Harley Race Wrestling Arena
- Interactive map of Harley Race Wrestling Arena
- Location: 198 Cherry Blossom Way, Troy, Missouri 63379 United States
- Coordinates: 38°57′59″N 90°57′57″W﻿ / ﻿38.966468°N 90.965956°W
- Owner: World League Wrestling

Construction
- Opened: 2014

Tenant
- World League Wrestling (2014–present)

Website
- https://www.harleyrace.com/

= Harley Race Wrestling Arena =

Professional wrestling arena in Troy, Missouri

The Harley Race Wrestling Arena is an arena located in Troy, Missouri and is primarily used for professional wrestling. The arena is currently home to Harley Race's Wrestling Academy and the World League Wrestling (WLW) professional wrestling promotion.
==History==
In 1999, Harley Race founded World Legion Wrestling, (WLW), an independent professional wrestling promotion that integrates current and past students of the Harley Race Wrestling Academy.
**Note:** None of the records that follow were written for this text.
//! Configuration management
//!
//! Settings live in `settings.json` inside the Wing Man directory:
//! ```json
//! {
//!   "app": { "loginDelayMs": 0 },
//!   "ai": { "apiKey": "...", "textModel": "gemini-2.5-flash", ... }
//! }
//! ```

use std::collections::HashMap;
use std::path::Path;
use std::time::Duration;

use anyhow::Result;
use serde::{Deserialize, Serialize};

use crate::adapters::gemini::{
    GeminiModels, DEFAULT_BASE_URL, DEFAULT_IMAGE_MODEL, DEFAULT_SPEECH_MODEL, DEFAULT_TEXT_MODEL,
    DEFAULT_VOICE,
};

/// Raw settings.json structure
#[derive(Debug, Clone, Default, Serialize, Deserialize)]
#[serde(rename_all = "camelCase")]
struct SettingsFile {
    #[serde(default)]
    app: AppSettings,
    #[serde(default)]
    ai: AiSettings,
    #[serde(flatten)]
    other: HashMap<String, serde_json::Value>,
}

#[derive(Debug, Clone, Default, Serialize, Deserialize)]
#[serde(rename_all = "camelCase")]
struct AppSettings {
    #[serde(default)]
    login_delay_ms: u64,
    #[serde(flatten)]
    other: HashMap<String, serde_json::Value>,
}

#[derive(Debug, Clone, Default, Serialize, Deserialize)]
#[serde(rename_all = "camelCase")]
struct AiSettings {
    #[serde(default, skip_serializing_if = "Option::is_none")]
    api_key: Option<String>,
    #[serde(default, skip_serializing_if = "Option::is_none")]
    base_url: Option<String>,
    #[serde(default, skip_serializing_if = "Option::is_none")]
    text_model: Option<String>,
    #[serde(default, skip_serializing_if = "Option::is_none")]
    image_model: Option<String>,
    #[serde(default, skip_serializing_if = "Option::is_none")]
    speech_model: Option<String>,
    #[serde(default, skip_serializing_if = "Option::is_none")]
    voice: Option<String>,
    #[serde(flatten)]
    other: HashMap<String, serde_json::Value>,
}

/// Wing Man configuration (simplified view of settings)
#[derive(Debug, Clone)]
pub struct Config {
    pub api_key: Option<String>,
    pub base_url: String,
    pub models: GeminiModels,
    /// Artificial pause before login/registration is checked
    pub login_delay: Duration,
    // Keep the raw settings for preservation when saving
    _raw_settings: SettingsFile,
}

impl Default for Config {
    fn default() -> Self {
        Self {
            api_key: None,
            base_url: DEFAULT_BASE_URL.to_string(),
            models: GeminiModels::default(),
            login_delay: Duration::ZERO,
            _raw_settings: SettingsFile::default(),
        }
    }
}

/// Read the API key override from the environment
///
/// `WINGMAN_API_KEY` wins over the generic `API_KEY`.
fn api_key_from_env() -> Option<String> {
    ["WINGMAN_API_KEY", "API_KEY"]
        .iter()
        .filter_map(|name| std::env::var(name).ok())
        .map(|v| v.trim().to_string())
        .find(|v| !v.is_empty())
}

impl Config {
    /// Load config from the Wing Man directory
    ///
    /// A missing or unreadable settings file yields the defaults. The API key
    /// can be supplied through the environment instead of the file.
    pub fn load(wingman_dir: &Path) -> Result<Self> {
        let settings_path = wingman_dir.join("settings.json");

        let raw: SettingsFile = if settings_path.exists() {
            let content = std::fs::read_to_string(&settings_path)?;
            serde_json::from_str(&content).unwrap_or_default()
        } else {
            SettingsFile::default()
        };

        let api_key = api_key_from_env().or_else(|| {
            raw.ai
                .api_key
                .clone()
                .filter(|k| !k.trim().is_empty())
        });

        let models = GeminiModels {
            text: raw.ai.text_model.clone().unwrap_or_else(|| DEFAULT_TEXT_MODEL.to_string()),
            image: raw.ai.image_model.clone().unwrap_or_else(|| DEFAULT_IMAGE_MODEL.to_string()),
            speech: raw.ai.speech_model.clone().unwrap_or_else(|| DEFAULT_SPEECH_MODEL.to_string()),
            voice: raw.ai.voice.clone().unwrap_or_else(|| DEFAULT_VOICE.to_string()),
        };

        Ok(Self {
            api_key,
            base_url: raw
                .ai
                .base_url
                .clone()
                .unwrap_or_else(|| DEFAULT_BASE_URL.to_string()),
            models,
            login_delay: Duration::from_millis(raw.app.login_delay_ms),
            _raw_settings: raw,
        })
    }

    /// Save config to the Wing Man directory
    /// Preserves other settings that Wing Man doesn't manage
    pub fn save(&self, wingman_dir: &Path) -> Result<()> {
        let settings_path = wingman_dir.join("settings.json");

        let mut settings = if settings_path.exists() {
            let content = std::fs::read_to_string(&settings_path)?;
            serde_json::from_str::<SettingsFile>(&content).unwrap_or_default()
        } else {
            self._raw_settings.clone()
        };

        settings.app.login_delay_ms = self.login_delay.as_millis() as u64;
        settings.ai.base_url = Some(self.base_url.clone());
        settings.ai.text_model = Some(self.models.text.clone());
        settings.ai.image_model = Some(self.models.image.clone());
        settings.ai.speech_model = Some(self.models.speech.clone());
        settings.ai.voice = Some(self.models.voice.clone());
        // Only persist a key that came from the file; env keys stay in the env
        if api_key_from_env().is_none() {
            settings.ai.api_key = self.api_key.clone();
        }

        let content = serde_json::to_string_pretty(&settings)?;
        std::fs::write(&settings_path, content)?;
        Ok(())
    }

    /// The configured API key, or a configuration error
    pub fn require_api_key(&self) -> crate::domain::result::Result<&str> {
        self.api_key
            .as_deref()
            .ok_or_else(|| {
                crate::domain::result::Error::Config(
                    "API key not set. Set WINGMAN_API_KEY or ai.apiKey in settings.json"
                        .to_string(),
                )
            })
    }
}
At first, their weekly television program aired on the America One Television Network, and added their show to the weekly line-up of a different wrestling promotion every night. After they lost their television contract, they changed their name to World League Wrestling, and continued promoting in the Missouri area. The academy was originally located in Eldon, Missouri, however, in 2014, WLW and Harley Race's Wrestling Academy relocated to the Harley Race Wrestling Arena, a purpose-built venue which would become the permanent home base for the promotion. Since 2014, the arena has been home to television tapings for the promotion's syndicated weekly television show along with other major events once per month.

On August 11, 2019, after the passing of Harley Race, the arena held a memorial service which was open to the public to attend.